Chicagoland

Going out ‘with our colors flying’

By Michelle Martin | Staff writer
Sunday, April 24, 2011

The Intercommunity Religious Network will celebrate its 25th anniversary with a May 1 Mass — and close its doors after a quarter-century of encouraging collaboration among religious congregations as they worked to house and care for aging members.

“It’s important for us to go out with our colors flying,” said IBVM Sister Jean Akroi, the network’s executive director.

The group came together as the Intercommunity Religious Project, growing out of discussions among members of the Leadership Council of Women Religious in the region about the difficulty some communities were having. Several, especially the smaller communities, could not afford dedicated nursing facilities for their infirm members. Others were facing issues providing housing for members whose convents had closed.

At the time, Akroi said, there were 8,000 women religious in Illinois, 5,000 of them in the Chicago area.

“That’s quite a bit more than we have now,” she said.

With help from St. Joseph’s Hospital in Chicago, which provided office space and help in planning, the group worked to share information through a directory, newsletter and educational programs; to establish collaborative arrangements for long-term health care; and to form a subcommittee working on housing issues The Archdiocese of Chicago’s Priests’ Retirement Mutual Aid Association joined the network in 1988, and the first men’s religious communities joined in 1989.

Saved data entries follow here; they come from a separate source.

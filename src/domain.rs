//! Domain models: learner record, per-subject progress, and the settings subset the
//! progress and reward engines read.

use std::collections::HashMap;

use chrono::{DateTime, FixedOffset, Utc};
use serde::{Deserialize, Serialize};

use crate::error::ContractViolation;

/// Rewards used when the configured wheel is empty.
pub const FALLBACK_WHEEL_REWARDS: [i64; 5] = [0, 1, 2, 5, 10];

#[derive(Clone, Copy, Debug, Default, PartialEq, Eq, Serialize, Deserialize)]
#[serde(rename_all = "snake_case")]
pub enum Role {
  #[default]
  Student,
  Admin,
}

/// Subscription tier, decides the daily spin quota.
#[derive(Clone, Copy, Debug, PartialEq, Eq, Serialize)]
#[serde(rename_all = "snake_case")]
pub enum Tier {
  Free,
  Premium,
}

/// Progress of one learner in one subject. Absent entries read as `{0, 0}`.
#[derive(Clone, Copy, Debug, Default, PartialEq, Eq, Serialize, Deserialize)]
#[serde(rename_all = "camelCase")]
pub struct SubjectProgress {
  pub current_chapter_index: u32,
  #[serde(rename = "totalMCQsSolved")]
  pub total_mcqs_solved: u64,
}

#[derive(Clone, Debug, Default, PartialEq, Eq, Serialize, Deserialize)]
#[serde(rename_all = "camelCase")]
pub struct User {
  pub id: String,
  #[serde(default)] pub name: String,
  #[serde(default)] pub role: Role,
  #[serde(default)] pub credits: i64,
  #[serde(default)] pub is_premium: bool,
  #[serde(default)] pub subscription_expiry: Option<DateTime<Utc>>,
  #[serde(default)] pub progress: HashMap<String, SubjectProgress>,
  #[serde(default)] pub last_spin_time: Option<DateTime<Utc>>,
  // Only meaningful for the local day of `last_spin_time`.
  #[serde(default)] pub daily_spin_count: u32,
}

impl User {
  pub fn new_student(id: impl Into<String>, name: impl Into<String>) -> Self {
    Self { id: id.into(), name: name.into(), ..Self::default() }
  }

  /// Premium only counts while the subscription expiry is strictly in the future.
  pub fn tier(&self, now: &DateTime<FixedOffset>) -> Tier {
    match self.subscription_expiry {
      Some(expiry) if self.is_premium && expiry > now.with_timezone(&Utc) => Tier::Premium,
      _ => Tier::Free,
    }
  }

  pub fn subject_progress(&self, subject_id: &str) -> SubjectProgress {
    self.progress.get(subject_id).copied().unwrap_or_default()
  }

  pub fn is_admin(&self) -> bool {
    self.role == Role::Admin
  }
}

/// How many chapters one score submission may advance.
#[derive(Clone, Copy, Debug, Default, PartialEq, Eq, Serialize, Deserialize)]
#[serde(rename_all = "snake_case")]
pub enum ChapterAdvance {
  /// At most one chapter per submission; a large delta can leave the carry
  /// at or above the threshold until the next submission.
  #[default]
  Single,
  /// Advance once per full threshold contained in the new total.
  Looped,
}

/// Settings subset owned by the admin console. Missing keys take defaults, so a
/// partial document merges over the built-in values.
#[derive(Clone, Debug, PartialEq, Eq, Serialize, Deserialize)]
#[serde(default, rename_all = "camelCase")]
pub struct SystemSettings {
  pub mcq_unlock_threshold: i64,
  pub wheel_rewards: Vec<i64>,
  pub spin_limit_free: i64,
  pub spin_limit_premium: i64,
  pub chapter_advance: ChapterAdvance,
}

impl Default for SystemSettings {
  fn default() -> Self {
    Self {
      mcq_unlock_threshold: 100,
      wheel_rewards: vec![0, 1, 2, 5],
      spin_limit_free: 1,
      spin_limit_premium: 5,
      chapter_advance: ChapterAdvance::Single,
    }
  }
}

impl SystemSettings {
  /// Reject values that would make either engine misbehave. An empty wheel is
  /// allowed here because it falls back to `FALLBACK_WHEEL_REWARDS`.
  pub fn validate(&self) -> Result<(), ContractViolation> {
    if self.mcq_unlock_threshold <= 0 {
      return Err(ContractViolation::NonPositiveThreshold(self.mcq_unlock_threshold));
    }
    if self.spin_limit_free <= 0 {
      return Err(ContractViolation::NonPositiveSpinLimit { tier: Tier::Free, value: self.spin_limit_free });
    }
    if self.spin_limit_premium <= 0 {
      return Err(ContractViolation::NonPositiveSpinLimit { tier: Tier::Premium, value: self.spin_limit_premium });
    }
    if let Some(&bad) = self.wheel_rewards.iter().find(|v| **v < 0) {
      return Err(ContractViolation::NegativeReward(bad));
    }
    Ok(())
  }

  pub fn effective_rewards(&self) -> Vec<i64> {
    if self.wheel_rewards.is_empty() {
      FALLBACK_WHEEL_REWARDS.to_vec()
    } else {
      self.wheel_rewards.clone()
    }
  }

  pub fn spin_limit(&self, tier: Tier) -> i64 {
    match tier {
      Tier::Free => self.spin_limit_free,
      Tier::Premium => self.spin_limit_premium,
    }
  }
}

/// Admin edit of the settings. Absent keys keep the value currently in force,
/// not the built-in default.
#[derive(Clone, Debug, Default, PartialEq, Eq, Deserialize)]
#[serde(rename_all = "camelCase")]
pub struct SettingsPatch {
  pub mcq_unlock_threshold: Option<i64>,
  pub wheel_rewards: Option<Vec<i64>>,
  pub spin_limit_free: Option<i64>,
  pub spin_limit_premium: Option<i64>,
  pub chapter_advance: Option<ChapterAdvance>,
}

impl SettingsPatch {
  pub fn apply_to(&self, current: &SystemSettings) -> SystemSettings {
    SystemSettings {
      mcq_unlock_threshold: self.mcq_unlock_threshold.unwrap_or(current.mcq_unlock_threshold),
      wheel_rewards: self.wheel_rewards.clone().unwrap_or_else(|| current.wheel_rewards.clone()),
      spin_limit_free: self.spin_limit_free.unwrap_or(current.spin_limit_free),
      spin_limit_premium: self.spin_limit_premium.unwrap_or(current.spin_limit_premium),
      chapter_advance: self.chapter_advance.unwrap_or(current.chapter_advance),
    }
  }
}
//! Data leak prevention configuration resources.
//!
//! - [`fp_doc_source`] - fingerprint document sources
//! - [`exact_data_match`] - exact data match tables and their columns

#![deny(missing_docs)]

pub mod exact_data_match;
pub mod fp_doc_source;

pub use exact_data_match::{DLP_EXACT_DATA_MATCH, DLP_EXACT_DATA_MATCH_COLUMNS};
pub use fp_doc_source::DLP_FP_DOC_SOURCE;

use fortimanager_resource::ResourceDescriptor;

/// Every descriptor declared by this crate.
pub static DESCRIPTORS: &[&ResourceDescriptor] = &[
    &DLP_FP_DOC_SOURCE,
    &DLP_EXACT_DATA_MATCH,
    &DLP_EXACT_DATA_MATCH_COLUMNS,
];

/// Convenient result alias that reuses the shared error type.
pub type Result<T> = fortimanager_core::Result<T>;

/// Check every descriptor declared by this crate.
///
/// # Errors
///
/// Returns the first descriptor validation error.
pub fn validate() -> Result<()> {
    DESCRIPTORS.iter().try_for_each(|d| d.validate())
}
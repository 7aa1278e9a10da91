//! Hotspot 2.0 ANQP network access identifier realms.
//!
//! The realm list nests three levels deep: realms, their EAP methods, and the
//! authentication parameters of each method.

use fortimanager_resource::{
    CreateVerb, FieldDescriptor, IdentityRule, ResourceDescriptor, ScopeRule,
};

static AUTH_PARAM_FIELDS: [FieldDescriptor; 3] = [
    FieldDescriptor::string("id", "id"),
    FieldDescriptor::int("index", "index"),
    FieldDescriptor::string("val", "val"),
];

static EAP_METHOD_FIELDS: [FieldDescriptor; 3] = [
    FieldDescriptor::list("auth_param", "auth-param", &AUTH_PARAM_FIELDS),
    FieldDescriptor::int("index", "index"),
    FieldDescriptor::string("method", "method"),
];

static NAI_LIST_FIELDS: [FieldDescriptor; 4] = [
    FieldDescriptor::list("eap_method", "eap-method", &EAP_METHOD_FIELDS),
    FieldDescriptor::string("encoding", "encoding"),
    FieldDescriptor::string("nai_realm", "nai-realm"),
    FieldDescriptor::string("name", "name"),
];

/// `fortimanager_wirelesscontroller_hotspot20_anqpnairealm`
pub static WIRELESS_CONTROLLER_HOTSPOT20_ANQP_NAI_REALM: ResourceDescriptor = ResourceDescriptor {
    type_name: "fortimanager_wirelesscontroller_hotspot20_anqpnairealm",
    api_name: "WirelessControllerHotspot20AnqpNaiRealm",
    identity: IdentityRule::StringField("name"),
    create_verb: CreateVerb::Create,
    scope: ScopeRule::VDOM,
    locks_workspace: true,
    fields: &[
        FieldDescriptor::string("name", "name").required().force_new(),
        FieldDescriptor::list("nai_list", "nai-list", &NAI_LIST_FIELDS),
    ],
};

#[cfg(test)]
mod tests {
    use super::*;
    use fortimanager_core::WireValue;
    use fortimanager_resource::{expand_object, record, ResourceData};

    #[test]
    fn descriptor_is_valid() {
        WIRELESS_CONTROLLER_HOTSPOT20_ANQP_NAI_REALM.validate().unwrap();
    }

    #[test]
    fn three_levels_expand() {
        let data = ResourceData::new().with("name", "realm1").with(
            "nai_list",
            vec![record! {
                "name" => "corp",
                "nai_realm" => "example.com",
                "eap_method" => vec![record! {
                    "index" => 1,
                    "method" => "eap-ttls",
                    "auth_param" => vec![record! {
                        "id" => "non-eap-inner-auth",
                        "index" => 1,
                        "val" => "mschapv2",
                    }],
                }],
            }],
        );

        let object = expand_object(&WIRELESS_CONTROLLER_HOTSPOT20_ANQP_NAI_REALM, &data).unwrap();
        let realm = object["nai-list"].as_list().unwrap()[0].as_map().unwrap();
        assert_eq!(realm["nai-realm"], WireValue::from("example.com"));
        assert!(!realm.contains_key("encoding"));

        let method = realm["eap-method"].as_list().unwrap()[0].as_map().unwrap();
        assert_eq!(method["method"], WireValue::from("eap-ttls"));

        let param = method["auth-param"].as_list().unwrap()[0].as_map().unwrap();
        assert_eq!(param["id"], WireValue::from("non-eap-inner-auth"));
        assert_eq!(param["val"], WireValue::from("mschapv2"));
    }
}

The group looked for an existing health care facility that could offer shared long-term space to members of religious communities; when no facility was found, the Resurrection Sisters developed Resurrection Life Center, which opened in 1997 in Chicago. One floor of the center is dedicated to priests and men and women religious, and an advisory board made up of members of religious congregations still participates at the center.

An offshoot organization developed Roosevelt Place, a senior living building that serves retired religious and laypeople near Holy Family Church on Roosevelt Road. The building, which has 68 units, opened in 2007.

Meanwhile, the Franciscan Sisters of Chicago opened Marian Village in Homer Glen in 2005. Six religious communities collaborated in the creation of Marian Village, which has independent and assisted-living facilities.

With fewer religious in the area, and those that remain aging, Akroi said it was time to bring the network to an end.

“All of our members are getting older,” she said. “We have issues with sisters being able to drive to meetings and things like that.”

She is proud that the Intercommunity Religious Network is the only group of its kind that exists independent of a specific hospital or health care facility, and she is proud that its members decided to stop on their own terms.

“We’ll have a celebration and do this with some dignity,” she said.

The 25th anniversary Mass will be celebrated at 11 a.m. May 1 in the chapel of the Congregation of St. Joseph Ministry Center, 1515 W. Ogden Ave., LaGrange Park.